Combined anterograde tracing with biotinylated dextran-amine, retrograde tracing with fast blue and intracellular filling of neurons with lucifer yellow: an electron microscopic method.

In order to determine the presence of synaptic connectivity between fibres originating from a specific source and neurones with a known morphology and known fibre projection, we have introduced a method for electron microscopy that combines three techniques: retrograde fluorescent tracing, anterograde tracing using biotinylated dextran-amine and intracellular injection of Lucifer Yellow (LY) in lightly fixed brain slices. Neurones in the rat entorhinal cortex that project to the infralimbic cortex and that might be in synaptic contact with fibres originating in the dorsal subiculum served as a model. After surgical application of the tracers and a survival period enabling transport, the brain was fixed and vibratome slices 300 microns thick were prepared in which retrogradely labelled cells were intracellularly injected with LY. This substance and the transported biotinylated dextran-amine were converted into different electron-dense labels.

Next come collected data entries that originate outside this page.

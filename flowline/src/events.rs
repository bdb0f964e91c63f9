//! Event sink trait and implementations.
//!
//! The engine emits lifecycle events (`pipeline.started`, `step.failed`, ...)
//! through a sink. Sinks are the extension point for metrics and tracing
//! backends; the core ships only a no-op sink, a tracing-backed logging sink,
//! and a bounded buffering wrapper.

use async_trait::async_trait;
use std::sync::atomic::{AtomicU64, Ordering};
use std::sync::Arc;
use tokio::sync::mpsc;
use tracing::{debug, info, warn, Level};

/// Trait for sinks that receive engine lifecycle events.
#[async_trait]
pub trait EventSink: Send + Sync {
    /// Emits an event asynchronously.
    async fn emit(&self, event_type: &str, data: Option<serde_json::Value>);

    /// Tries to emit an event without blocking.
    ///
    /// Must never fail loudly; delivery problems are logged and suppressed.
    fn try_emit(&self, event_type: &str, data: Option<serde_json::Value>);
}

/// A sink that discards all events. The default when none is configured.
#[derive(Debug, Clone, Copy, Default)]
pub struct NoOpEventSink;

#[async_trait]
impl EventSink for NoOpEventSink {
    async fn emit(&self, _event_type: &str, _data: Option<serde_json::Value>) {}

    fn try_emit(&self, _event_type: &str, _data: Option<serde_json::Value>) {}
}

/// A sink that logs events through the tracing framework.
#[derive(Debug, Clone)]
pub struct LoggingEventSink {
    level: Level,
}

impl Default for LoggingEventSink {
    fn default() -> Self {
        Self { level: Level::INFO }
    }
}

impl LoggingEventSink {
    /// Creates a logging sink at the given level.
    #[must_use]
    pub fn new(level: Level) -> Self {
        Self { level }
    }

    /// Creates a debug-level logging sink.
    #[must_use]
    pub fn debug() -> Self {
        Self::new(Level::DEBUG)
    }

    fn log_event(&self, event_type: &str, data: &Option<serde_json::Value>) {
        match self.level {
            Level::DEBUG => {
                debug!(event_type = %event_type, event_data = ?data, "Event: {}", event_type);
            }
            _ => {
                info!(event_type = %event_type, event_data = ?data, "Event: {}", event_type);
            }
        }
    }
}

#[async_trait]
impl EventSink for LoggingEventSink {
    async fn emit(&self, event_type: &str, data: Option<serde_json::Value>) {
        self.log_event(event_type, &data);
    }

    fn try_emit(&self, event_type: &str, data: Option<serde_json::Value>) {
        self.log_event(event_type, &data);
    }
}

struct EventMessage {
    event_type: String,
    data: Option<serde_json::Value>,
}

/// A sink that queues events on a bounded channel in front of a downstream
/// sink.
///
/// Events are dropped rather than blocking the engine when the queue is
/// full. Drops are counted and logged.
pub struct BufferedEventSink {
    tx: mpsc::Sender<EventMessage>,
    dropped: Arc<AtomicU64>,
}

impl BufferedEventSink {
    /// Creates a buffered sink forwarding to `downstream`.
    ///
    /// `buffer_size` bounds the in-flight queue; the forwarding task runs
    /// until all senders are dropped.
    #[must_use]
    pub fn new(downstream: Arc<dyn EventSink>, buffer_size: usize) -> Self {
        let (tx, mut rx) = mpsc::channel::<EventMessage>(buffer_size.max(1));
        tokio::spawn(async move {
            while let Some(message) = rx.recv().await {
                downstream.emit(&message.event_type, message.data).await;
            }
        });

        Self {
            tx,
            dropped: Arc::new(AtomicU64::new(0)),
        }
    }

    /// Returns the number of events dropped because the queue was full.
    #[must_use]
    pub fn dropped(&self) -> u64 {
        self.dropped.load(Ordering::Relaxed)
    }
}

impl std::fmt::Debug for BufferedEventSink {
    fn fmt(&self, f: &mut std::fmt::Formatter<'_>) -> std::fmt::Result {
        f.debug_struct("BufferedEventSink")
            .field("dropped", &self.dropped())
            .finish()
    }
}

#[async_trait]
impl EventSink for BufferedEventSink {
    async fn emit(&self, event_type: &str, data: Option<serde_json::Value>) {
        let message = EventMessage {
            event_type: event_type.to_string(),
            data,
        };
        if self.tx.send(message).await.is_err() {
            warn!(event_type = %event_type, "event sink worker stopped; event dropped");
            self.dropped.fetch_add(1, Ordering::Relaxed);
        }
    }

    fn try_emit(&self, event_type: &str, data: Option<serde_json::Value>) {
        let message = EventMessage {
            event_type: event_type.to_string(),
            data,
        };
        if self.tx.try_send(message).is_err() {
            self.dropped.fetch_add(1, Ordering::Relaxed);
        }
    }
}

First, LY immunocytochemistry was conducted, then followed by silver-gold enhancement of the immunoprecipitate. Subsequently, the tissue sections were treated with an avidin-biotin-horseradish peroxidase complex and subjected to a diaminobenzidine-peroxide reaction. This protocol resulted in labelling of biotinylated dextran-amine-positive fibres and terminals that could easily be differentiated from the LY-positive neuronal elements and also showed well preserved ultrastructural detail.